R.L. : Parmi les autres projets à venir, celui de l’agrandissement risque de bien vous occuper aussi, n’est-ce pas ?
O.V.C : Oui, effectivement, on est à l’étape de valider nos besoins et de monter le projet avec les architectes, pour déposer le tout ensuite au ministère. Le musée manque d’espace, comme beaucoup de musées qui ont été créés au même moment au Québec, notamment en ce qui a trait aux réserves. Elles débordent. Une de nos salles d’exposition a été convertie en réserve, entre la salle Premier Tech et la salle Prelco. Actuellement, on ne peut plus acquérir d’oeuvres pour continuer de développer notre collection. Pour faire une image simple, on n’a plus de nouveau sang qui circule dans notre collection, ça manque d’oxygène. C’est essentiel au développement d’un musée de pouvoir garnir sa collection. Il faut pouvoir se renouveler.
On veut aussi des espaces éducatifs pour accueillir les groupes scolaires, les ateliers familles et autres projets de médiation culturelle. Actuellement, on a déjà des activités pédagogiques et éducatives, mais elles se déroulent dans notre auditorium qui n’est pas du tout adapté aux besoins de ces projets. C’est dommage parce qu’on se développe une belle expertise maintenant avec des clientèles diverses, notamment en santé mentale et en déficience intellectuelle. On vient d’obtenir une subvention pour développer davantage nos activités de médiation avec ces clientèles, projets que nous allons élaborer de concert avec Dominique Pelletier-Lesage, médiatrice culturelle. C’est une superbe nouvelle, mais nous sommes contraints à tenir nos activités dans l’auditorium.
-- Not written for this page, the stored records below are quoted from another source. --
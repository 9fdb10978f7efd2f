use crate::action::Action;
use cubespace_common::Face;
use cubespace_kernel::Move;
use std::collections::BTreeMap;

/// Key → action table.
///
/// Defaults: lowercase face letters turn clockwise, uppercase turn prime;
/// space toggles the spin, `c` cancels, `x` resets, `s` scrambles and `o`
/// asks for a solution.
#[derive(Debug, Clone)]
pub struct KeyBindings {
    keys: BTreeMap<char, Action>,
}

impl Default for KeyBindings {
    fn default() -> Self {
        let mut keys = BTreeMap::new();
        for face in Face::ALL {
            let letter = face.letter();
            keys.insert(letter.to_ascii_lowercase(), Action::Turn(Move::clockwise(face)));
            keys.insert(letter, Action::Turn(Move::prime(face)));
        }
        keys.insert(' ', Action::ToggleSpin);
        keys.insert('c', Action::Cancel);
        keys.insert('x', Action::Reset);
        keys.insert('s', Action::Scramble);
        keys.insert('o', Action::Solve);
        Self { keys }
    }
}

impl KeyBindings {
    /// A table with nothing bound.
    pub fn empty() -> Self {
        Self {
            keys: BTreeMap::new(),
        }
    }

    pub fn action_for_key(&self, key: char) -> Action {
        self.keys.get(&key).copied().unwrap_or(Action::Noop)
    }

    /// Bind `key`, returning the action it replaced.
    pub fn bind(&mut self, key: char, action: Action) -> Option<Action> {
        tracing::debug!(?key, ?action, "key bound");
        self.keys.insert(key, action)
    }

    pub fn unbind(&mut self, key: char) -> Option<Action> {
        self.keys.remove(&key)
    }

    pub fn iter(&self) -> impl Iterator<Item = (char, Action)> + '_ {
        self.keys.iter().map(|(k, a)| (*k, *a))
    }

    /// Action for a manual move button labelled with a notation token such
    /// as `U'` or `R2`.
    pub fn action_for_button(token: &str) -> Action {
        token
            .trim()
            .parse::<Move>()
            .map(Action::Turn)
            .unwrap_or(Action::Noop)
    }

    /// The 18 manual move button labels, three per face.
    pub fn button_tokens() -> Vec<String> {
        Move::all().map(|mv| mv.to_string()).collect()
    }
}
R.L : Et maintenant que l’exposition permanente, Intersection, est démontée et maintenant une trace du passée, qu’est-ce qui s’en vient ?
O.V.C : L’exposition permanente doit être liée à l’histoire régionale. Elle est prévue pour l’automne. Elle est conçue à partir de nos fonds photographiques, qui contiennent près de 250 000 archives photographiques de la région du Bas-Saint-Laurent. C’est une collection extrêmement riche en histoires. Nous racontons l’histoire du KRTB à partir de l’oeil de nos photographes professionnel.le.s et amateur.rice.s. Nous sommes actuellement entrain de collaborer avec la firme muséographique, Bergeron Gagnon de Québec, qui fait la recherche, le design et le scénario.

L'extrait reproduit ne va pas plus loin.